BuzzFeed and Twitter have signed a deal to live-stream an election special from BuzzFeed’s offices in New York City on Nov. 8, its editor-in-chief, Ben Smith, told The Huffington Post.
The agreement is BuzzFeed and Twitter’s latest forays into the election, after Twitter, Facebook, and other social media platforms have already spurred unprecedented political engagement among younger Americans. Thanks largely to Facebook and Twitter’s get-out-the-vote campaigns, states such as California, Minnesota, and Indiana saw record online voter registration in September. The presidential debates between Democratic nominee Hillary Clinton and Republican Donald Trump were the most watched ever, in part, because they were streamed online. Now, Buzzfeed and Twitter want to bring about a shift in the voices that analyze and predict election results the night of.
“This is not going to be your grandparents’ election night broadcast,” Adam Sharp, Twitter’s head of news, government, and elections, told The Huffington Post. There’s “absolutely an appetite among these younger, really engaged” news and politics users for a combined experience of live video and conversation.
“In between all those expected elements of election coverage, I think you will hear from voices you don’t typically hear from representing communities and different perspectives that are not generally represented on the dais of political analysts and campaign surrogates that have become the norm,” Mr. Sharp added in an interview with The Wall Street Journal.
Under the deal, Twitter will live-stream BuzzFeed analysis of incoming results and the night's news, according to The Wall Street Journal.
The duo hope to “demystify” how decisions are called in key races because there “ought to be a very transparent conversation, where these calls are coming from and why, said Mr. Smith, BuzzFeed’s editor-in-chief.
BuzzFeed will work with Decision Desk HQ, a crowdsourced, nonpartisan group that has used fax, email, phone and in-person contacts across the country to provide coverage and call primary elections. The Associated Press provides election predictions for 99 percent of the media, Brandon Finnegan, the founder of Decision Desk HQ, told The New York Times.
Both Twitter and BuzzFeed have ramped up their involvement in political coverage this election. Twitter partnered with Bloomberg to live-stream the Republican and Democratic National Conventions. It also live-streamed the two presidential debates, something BuzzFeed points out is significant because more than half of election-related tweets are from users 25 and under. The past two debates have also been the most tweeted of all time.

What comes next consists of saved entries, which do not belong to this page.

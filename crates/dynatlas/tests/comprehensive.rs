//! End-to-end packing behavior through the public API.

use std::cell::{Cell, RefCell};
use std::rc::Rc;

use dynatlas::{
    Atlas, AtlasManager, CpuBlitter, IntRect, OperationQueue, OwnerId, PackPolicy, PackWork,
    Placement, PlacementCallback, RecordPools, RgbaSource, SizeClass,
};

const OWNER: OwnerId = OwnerId(1);

fn manager() -> AtlasManager<CpuBlitter> {
    AtlasManager::new(CpuBlitter::new(), PackPolicy::default())
}

fn capture() -> (Rc<Cell<Option<Placement>>>, PlacementCallback) {
    let slot = Rc::new(Cell::new(None));
    let inner = Rc::clone(&slot);
    (slot, Box::new(move |p| inner.set(Some(p))))
}

fn pack(mgr: &mut AtlasManager<CpuBlitter>, size: SizeClass, key: &str, w: u32, h: u32) -> Placement {
    let (slot, cb) = capture();
    mgr.request_placement(OWNER, size, key, w, h, cb);
    let img = RgbaSource::solid(w, h, [200, 100, 50, 255]);
    mgr.resolve_pending(OWNER, size, key, Some(&img));
    slot.get().expect("resolve must invoke the callback")
}

/// Every pair of placements on the same page must be disjoint, and every
/// placement must be disjoint from every free rectangle of its page.
fn assert_no_overlap(atlas: &Atlas, keys: &[String]) {
    let placed: Vec<(u32, IntRect)> = keys
        .iter()
        .filter_map(|k| atlas.placement(k))
        .map(|p| (p.page.unwrap(), p.rect))
        .collect();

    for (i, (page_a, a)) in placed.iter().enumerate() {
        for (page_b, b) in &placed[i + 1..] {
            if page_a == page_b {
                assert!(!a.overlaps(b), "placements overlap on page {page_a}: {a:?} {b:?}");
            }
        }
        for free in atlas.pages()[*page_a as usize].free_areas() {
            assert!(!a.overlaps(free), "placement {a:?} overlaps free rect {free:?}");
        }
    }
}

#[test]
fn test_single_image_lifecycle_on_1024_page() {
    let mut mgr = manager();
    let placement = pack(&mut mgr, SizeClass::Size1024, "img1", 100, 60);

    assert!(placement.is_placed());
    assert_eq!(placement.page, Some(0));
    assert_eq!(placement.rect.x % 4, 0);
    assert_eq!(placement.rect.y % 4, 0);
    assert_eq!(placement.rect.width, 100);
    assert_eq!(placement.rect.height, 60);

    let atlas = mgr.set(OWNER).unwrap().atlas(SizeClass::Size1024).unwrap();
    let occupied = 1024 * 1024 - atlas.pages()[0].free_pixels();
    assert!(occupied >= 100 * 60, "carved area covers at least the content");

    assert!(mgr.release_placement(OWNER, SizeClass::Size1024, "img1", true));
    let atlas = mgr.set(OWNER).unwrap().atlas(SizeClass::Size1024).unwrap();
    assert_eq!(atlas.live_count(), 0);
    assert_eq!(atlas.pages()[0].free_pixels(), 1024 * 1024, "released area returns to the free list");
}

#[test]
fn test_bulk_packing_grows_pages_lazily() {
    let mut mgr = manager();

    // No request yet, no pages.
    mgr.request_placement(OWNER, SizeClass::Size512, "probe", 200, 200, Box::new(|_| {}));
    let atlas = mgr.set(OWNER).unwrap().atlas(SizeClass::Size512).unwrap();
    assert_eq!(atlas.page_count(), 0, "pages appear only when a resolve needs one");
    mgr.release_placement(OWNER, SizeClass::Size512, "probe", false);

    let keys: Vec<String> = (0..20).map(|i| format!("img{i}")).collect();
    for key in &keys {
        let p = pack(&mut mgr, SizeClass::Size512, key, 200, 200);
        assert!(p.is_placed(), "{key} must place");
    }

    let atlas = mgr.set(OWNER).unwrap().atlas(SizeClass::Size512).unwrap();
    // A 512 page holds four padded 200x200 images (216x216 each).
    assert!(atlas.page_count() >= 2, "cumulative area must force growth");
    assert_eq!(atlas.live_count(), 20);
    assert_no_overlap(atlas, &keys);

    // Page indices are stable and in creation order.
    for (i, page) in atlas.pages().iter().enumerate() {
        assert_eq!(page.index() as usize, i);
    }
}

#[test]
fn test_oversized_request_yields_sentinel_and_no_state() {
    let mut mgr = manager();
    let (slot, cb) = capture();

    mgr.request_placement(OWNER, SizeClass::Size1024, "imgA", 2000, 2000, cb);
    let placement = slot.get().expect("rejection resolves synchronously");
    assert!(!placement.is_placed());
    assert_eq!(placement.texture, None);
    assert_eq!(placement.rect, IntRect::ZERO);

    let atlas = mgr.set(OWNER).unwrap().atlas(SizeClass::Size1024).unwrap();
    assert_eq!(atlas.page_count(), 0, "no page created for an oversized request");
    assert_eq!(atlas.live_count(), 0);
    assert_eq!(atlas.pending_count(), 0);
    assert_eq!(atlas.stats().rejected, 1);
}

#[test]
fn test_refcount_balances_to_zero() {
    let mut mgr = manager();
    let n = 5;

    pack(&mut mgr, SizeClass::Size512, "icon", 48, 48);
    for _ in 1..n {
        let (slot, cb) = capture();
        mgr.request_placement(OWNER, SizeClass::Size512, "icon", 48, 48, cb);
        assert!(slot.get().unwrap().is_placed(), "cache hits resolve synchronously");
    }

    let atlas = mgr.set(OWNER).unwrap().atlas(SizeClass::Size512).unwrap();
    assert_eq!(atlas.ref_count("icon"), Some(n));

    for i in 0..n {
        assert!(mgr.release_placement(OWNER, SizeClass::Size512, "icon", true));
        let atlas = mgr.set(OWNER).unwrap().atlas(SizeClass::Size512).unwrap();
        let expect_live = if i + 1 < n { 1 } else { 0 };
        assert_eq!(atlas.live_count(), expect_live);
    }

    let atlas = mgr.set(OWNER).unwrap().atlas(SizeClass::Size512).unwrap();
    assert_eq!(atlas.pages()[0].free_pixels(), 512 * 512, "space reclaimed exactly once");
    assert!(!mgr.release_placement(OWNER, SizeClass::Size512, "icon", true), "over-release is refused");
}

#[test]
fn test_same_tick_requests_coalesce_into_one_insert() {
    let mut mgr = manager();
    let placements: Rc<RefCell<Vec<Placement>>> = Rc::new(RefCell::new(Vec::new()));

    for _ in 0..4 {
        let sink = Rc::clone(&placements);
        mgr.request_placement(
            OWNER,
            SizeClass::Size512,
            "face",
            64,
            64,
            Box::new(move |p| sink.borrow_mut().push(p)),
        );
    }

    let img = RgbaSource::solid(64, 64, [9, 9, 9, 255]);
    mgr.resolve_pending(OWNER, SizeClass::Size512, "face", Some(&img));

    let placements = placements.borrow();
    assert_eq!(placements.len(), 4, "every waiter is answered");
    assert!(placements.iter().all(|p| *p == placements[0]), "all waiters share one placement");

    let atlas = mgr.set(OWNER).unwrap().atlas(SizeClass::Size512).unwrap();
    assert_eq!(atlas.stats().placed, 1, "one pack operation for all waiters");
    assert_eq!(atlas.ref_count("face"), Some(4));
}

#[test]
fn test_all_positions_stay_on_alignment_grid() {
    let mut mgr = manager();
    let sizes = [(100, 60), (33, 47), (7, 7), (250, 12), (64, 64), (121, 93), (16, 200)];

    for (i, (w, h)) in sizes.iter().enumerate() {
        let key = format!("img{i}");
        let p = pack(&mut mgr, SizeClass::Size1024, &key, *w, *h);
        assert!(p.is_placed());
        assert_eq!(p.rect.x % 4, 0, "{key} x off grid");
        assert_eq!(p.rect.y % 4, 0, "{key} y off grid");
    }
}

#[test]
fn test_freed_space_is_reused_under_churn() {
    let mut mgr = manager();

    // Fill and empty the page repeatedly with a working set that fits in
    // one page; churn must never force a second page.
    for round in 0..10 {
        let keys: Vec<String> = (0..4).map(|i| format!("r{round}-{i}")).collect();
        for key in &keys {
            assert!(pack(&mut mgr, SizeClass::Size512, key, 180, 180).is_placed());
        }
        for key in &keys {
            mgr.release_placement(OWNER, SizeClass::Size512, key, true);
        }
    }

    let atlas = mgr.set(OWNER).unwrap().atlas(SizeClass::Size512).unwrap();
    assert_eq!(atlas.page_count(), 1, "churn within one page's capacity must not grow");
    assert_eq!(atlas.pages()[0].free_pixels(), 512 * 512);
}

#[test]
fn test_queue_driven_packing_resolves_newest_first() {
    let mut mgr = manager();
    let mut queue: OperationQueue<AtlasManager<CpuBlitter>> = OperationQueue::new();
    let order: Rc<RefCell<Vec<String>>> = Rc::new(RefCell::new(Vec::new()));

    for (id, key) in ["old", "mid", "new"].iter().enumerate() {
        let sink = Rc::clone(&order);
        let name = key.to_string();
        mgr.request_placement(
            OWNER,
            SizeClass::Size512,
            key,
            32,
            32,
            Box::new(move |p| {
                assert!(p.is_placed());
                sink.borrow_mut().push(name);
            }),
        );
        let source = RgbaSource::solid(32, 32, [id as u8, 0, 0, 255]);
        queue.add(Box::new(PackWork::new(id as u64, OWNER, SizeClass::Size512, *key, source)));
    }

    let outcome = queue.update(&mut mgr);
    assert_eq!(outcome.processed, 3);
    assert_eq!(*order.borrow(), vec!["new", "mid", "old"]);

    let atlas = mgr.set(OWNER).unwrap().atlas(SizeClass::Size512).unwrap();
    assert_eq!(atlas.live_count(), 3);
    assert_eq!(atlas.pending_count(), 0);
}

#[test]
fn test_padded_placements_leave_a_gap() {
    let mut mgr = manager();
    let a = pack(&mut mgr, SizeClass::Size512, "a", 64, 64);
    let b = pack(&mut mgr, SizeClass::Size512, "b", 64, 64);

    assert_eq!(a.page, b.page);
    // Neighboring placements are separated by at least the 8px padding on
    // each side, so samples cannot bleed across.
    let dx = if b.rect.x >= a.rect.right() { b.rect.x - a.rect.right() } else { u32::MAX };
    let dy = if b.rect.y >= a.rect.top() { b.rect.y - a.rect.top() } else { u32::MAX };
    assert!(dx >= 8 || dy >= 8, "gap too small: dx={dx} dy={dy}");
}

#[test]
fn test_unpadded_fallback_fills_a_whole_page() {
    let mut mgr = manager();
    // 512x512 content on a 512 page fits only through the unpadded path.
    let p = pack(&mut mgr, SizeClass::Size512, "full", 512, 512);
    assert!(p.is_placed());
    assert_eq!(p.rect, IntRect::new(0, 0, 512, 512));

    let atlas = mgr.set(OWNER).unwrap().atlas(SizeClass::Size512).unwrap();
    assert_eq!(atlas.pages()[0].free_pixels(), 0);
}

#[test]
fn test_pixels_land_at_the_placement() {
    let mut mgr = manager();
    let p = pack(&mut mgr, SizeClass::Size512, "img", 16, 16);
    let texture = p.texture.unwrap();

    let inside = mgr.blitter().pixel(texture, p.rect.x, p.rect.y);
    assert_eq!(inside, Some([200, 100, 50, 255]));

    // The padding ring around the content stays transparent.
    if p.rect.x >= 8 {
        let ring = mgr.blitter().pixel(texture, p.rect.x - 8, p.rect.y);
        assert_eq!(ring, Some([0, 0, 0, 0]));
    }
}

#[test]
fn test_direct_atlas_api_matches_manager_path() {
    let mut atlas = Atlas::new("direct", SizeClass::Size256, PackPolicy::default());
    let mut blitter = CpuBlitter::new();
    let mut pools = RecordPools::new();

    let (slot, cb) = capture();
    atlas.request_placement("x", 40, 40, cb, &mut pools);
    let img = RgbaSource::solid(40, 40, [1, 2, 3, 255]);
    atlas.resolve_pending("x", Some(&img), &mut blitter, &mut pools);

    let placement = slot.get().unwrap();
    assert_eq!(Some(placement), atlas.placement("x"));
    assert_eq!(atlas.snapshot().pages.len(), 1);
    assert_eq!(atlas.snapshot().live, 1);
}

BuzzFeed has also garnered attention for its investigative reporting this presidential election. Among the discoveries of its four-person investigative team (recently lured away by CNN) was an archived recording of Mr. Trump telling radio host Howard Stern in 2002 that he supported the Iraq War.
But the partnership between the two is, perhaps, more significant because of how viewers have been following the election. While Democrats, Republicans, and Independents continue to spend the most time watching TV of all digital mediums, the amount of time they spend on the internet and on digital apps has steadily increased since 2014, according to Nielsen. Smartphone and tablet ownership among Democrats, Republicans, and Independents has also increased by more than 60 percent from 2013 to 2015. And voters spend the most time on social media compared to other digital outlets such as video clips, blogs, and podcasts.
While BuzzFeed and Twitter expect many viewers to watch television coverage of the elections, they hope to be a secondary source of news, analysis, and predictions. They also hope Decision Desk HQ can provide a slew of more information about election results than the Associated Press or cable news network have in the past.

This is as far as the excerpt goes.